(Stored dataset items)
//! Currency conversion
//!
//! Conversion is a pure function of a rate table: an amount moves from one
//! currency to another through the common base unit,
//! `amount * rate(to) / rate(from)`. Converted amounts are rounded half-up to
//! two fractional digits, quoted rates to six.

use crate::core::traits::RateProvider;
use crate::types::money::{round_amount, round_rate};
use crate::types::{Currency, PaymentError};
use rust_decimal::Decimal;
use std::sync::Arc;

/// Fixed rate table, units of each currency per US dollar
#[derive(Debug, Clone, Copy, Default)]
pub struct StaticRates;

impl RateProvider for StaticRates {
    fn units_per_base(&self, currency: Currency) -> Option<Decimal> {
        let rate = match currency {
            Currency::Usd => Decimal::ONE,
            Currency::Eur => Decimal::new(93, 2),
            Currency::Syp => Decimal::new(2500, 0),
        };
        Some(rate)
    }
}

/// Converts amounts between currencies using a [`RateProvider`]
#[derive(Clone)]
pub struct CurrencyConverter {
    rates: Arc<dyn RateProvider>,
}

impl CurrencyConverter {
    pub fn new(rates: Arc<dyn RateProvider>) -> Self {
        Self { rates }
    }

    /// Converter over the built-in [`StaticRates`] table
    pub fn with_static_rates() -> Self {
        Self::new(Arc::new(StaticRates))
    }

    fn units(&self, currency: Currency) -> Result<Decimal, PaymentError> {
        self.rates
            .units_per_base(currency)
            .filter(|rate| *rate > Decimal::ZERO)
            .ok_or_else(|| PaymentError::unsupported_currency(currency.code()))
    }

    /// Unrounded `rate(to) / rate(from)`
    fn ratio(&self, from: Currency, to: Currency) -> Result<Decimal, PaymentError> {
        let from_units = self.units(from)?;
        let to_units = self.units(to)?;
        if from == to {
            return Ok(Decimal::ONE);
        }
        to_units
            .checked_div(from_units)
            .ok_or_else(|| PaymentError::arithmetic_overflow("rate"))
    }

    /// Convert `amount` from `from` into `to`
    ///
    /// Same-currency conversion returns `amount` untouched.
    pub fn convert(&self, amount: Decimal, from: Currency, to: Currency) -> Result<Decimal, PaymentError> {
        let ratio = self.ratio(from, to)?;
        if from == to {
            return Ok(amount);
        }
        let converted = amount
            .checked_mul(ratio)
            .ok_or_else(|| PaymentError::arithmetic_overflow("convert"))?;
        Ok(round_amount(converted))
    }

    /// Quoted exchange rate from `from` to `to`, six fractional digits
    pub fn rate(&self, from: Currency, to: Currency) -> Result<Decimal, PaymentError> {
        Ok(round_rate(self.ratio(from, to)?))
    }
}

impl Default for CurrencyConverter {
    fn default() -> Self {
        Self::with_static_rates()
    }
}

impl std::fmt::Debug for CurrencyConverter {
    fn fmt(&self, f: &mut std::fmt::Formatter<'_>) -> std::fmt::Result {
        f.debug_struct("CurrencyConverter").finish_non_exhaustive()
    }
}

#[cfg(test)]
mod tests {
    use super::*;
    use rstest::rstest;
    use rust_decimal_macros::dec;

    /// Prices only US dollars
    struct DollarOnly;

    impl RateProvider for DollarOnly {
        fn units_per_base(&self, currency: Currency) -> Option<Decimal> {
            (currency == Currency::Usd).then_some(Decimal::ONE)
        }
    }

    #[rstest]
    #[case(Currency::Usd, Currency::Eur, "0.930000")]
    #[case(Currency::Eur, Currency::Usd, "1.075269")]
    #[case(Currency::Usd, Currency::Syp, "2500.000000")]
    #[case(Currency::Syp, Currency::Usd, "0.000400")]
    #[case(Currency::Eur, Currency::Eur, "1.000000")]
    fn test_rate_quotes(#[case] from: Currency, #[case] to: Currency, #[case] expected: &str) {
        let converter = CurrencyConverter::default();
        assert_eq!(converter.rate(from, to).unwrap().to_string(), expected);
    }

    #[rstest]
    #[case(dec!(40.00), Currency::Usd, Currency::Eur, dec!(37.20))]
    #[case(dec!(50.00), Currency::Eur, Currency::Usd, dec!(53.76))]
    #[case(dec!(1.00), Currency::Eur, Currency::Syp, dec!(2688.17))]
    fn test_convert(
        #[case] amount: Decimal,
        #[case] from: Currency,
        #[case] to: Currency,
        #[case] expected: Decimal,
    ) {
        let converter = CurrencyConverter::default();
        assert_eq!(converter.convert(amount, from, to).unwrap(), expected);
    }

    #[test]
    fn test_identity_conversion_is_exact() {
        let converter = CurrencyConverter::default();
        for currency in Currency::ALL {
            for amount in [dec!(0.01), dec!(37.20), dec!(123456.78)] {
                assert_eq!(converter.convert(amount, currency, currency).unwrap(), amount);
            }
        }
    }

    #[test]
    fn test_round_trip_within_rounding_tolerance() {
        let converter = CurrencyConverter::default();
        for from in Currency::ALL {
            for to in Currency::ALL {
                for amount in [dec!(0.01), dec!(1.00), dec!(12.34), dec!(999.99), dec!(250000.00)] {
                    let there = converter.convert(amount, from, to).unwrap();
                    let back = converter.convert(there, to, from).unwrap();
                    // One rounding step in `to` is worth rate(to -> from) units of `from`,
                    // plus one more step when rounding back.
                    let tolerance = dec!(0.01) * converter.rate(to, from).unwrap() + dec!(0.01);
                    assert!(
                        (back - amount).abs() <= tolerance,
                        "{} {} -> {} {} -> {} {} exceeds {}",
                        amount, from, there, to, back, from, tolerance
                    );
                }
            }
        }
    }

    #[test]
    fn test_unpriced_currency_is_unsupported() {
        let converter = CurrencyConverter::new(Arc::new(DollarOnly));
        let err = converter
            .convert(dec!(1.00), Currency::Usd, Currency::Eur)
            .unwrap_err();
        assert_eq!(err, PaymentError::unsupported_currency("EUR"));

        let err = converter.rate(Currency::Syp, Currency::Usd).unwrap_err();
        assert_eq!(err, PaymentError::unsupported_currency("SYP"));
    }
}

* **Try it**
From the very first line of the records down to the line with "Same-currency conversion returns", please write out each line exactly, including both ends and no other lines.

* **Result below**
//! Currency conversion
//!
//! Conversion is a pure function of a rate table: an amount moves from one
//! currency to another through the common base unit,
//! `amount * rate(to) / rate(from)`. Converted amounts are rounded half-up to
//! two fractional digits, quoted rates to six.

use crate::core::traits::RateProvider;
use crate::types::money::{round_amount, round_rate};
use crate::types::{Currency, PaymentError};
use rust_decimal::Decimal;
use std::sync::Arc;

/// Fixed rate table, units of each currency per US dollar
#[derive(Debug, Clone, Copy, Default)]
pub struct StaticRates;

impl RateProvider for StaticRates {
    fn units_per_base(&self, currency: Currency) -> Option<Decimal> {
        let rate = match currency {
            Currency::Usd => Decimal::ONE,
            Currency::Eur => Decimal::new(93, 2),
            Currency::Syp => Decimal::new(2500, 0),
        };
        Some(rate)
    }
}

/// Converts amounts between currencies using a [`RateProvider`]
#[derive(Clone)]
pub struct CurrencyConverter {
    rates: Arc<dyn RateProvider>,
}

impl CurrencyConverter {
    pub fn new(rates: Arc<dyn RateProvider>) -> Self {
        Self { rates }
    }

    /// Converter over the built-in [`StaticRates`] table
    pub fn with_static_rates() -> Self {
        Self::new(Arc::new(StaticRates))
    }

    fn units(&self, currency: Currency) -> Result<Decimal, PaymentError> {
        self.rates
            .units_per_base(currency)
            .filter(|rate| *rate > Decimal::ZERO)
            .ok_or_else(|| PaymentError::unsupported_currency(currency.code()))
    }

    /// Unrounded `rate(to) / rate(from)`
    fn ratio(&self, from: Currency, to: Currency) -> Result<Decimal, PaymentError> {
        let from_units = self.units(from)?;
        let to_units = self.units(to)?;
        if from == to {
            return Ok(Decimal::ONE);
        }
        to_units
            .checked_div(from_units)
            .ok_or_else(|| PaymentError::arithmetic_overflow("rate"))
    }

    /// Convert `amount` from `from` into `to`
    ///
    /// Same-currency conversion returns `amount` untouched.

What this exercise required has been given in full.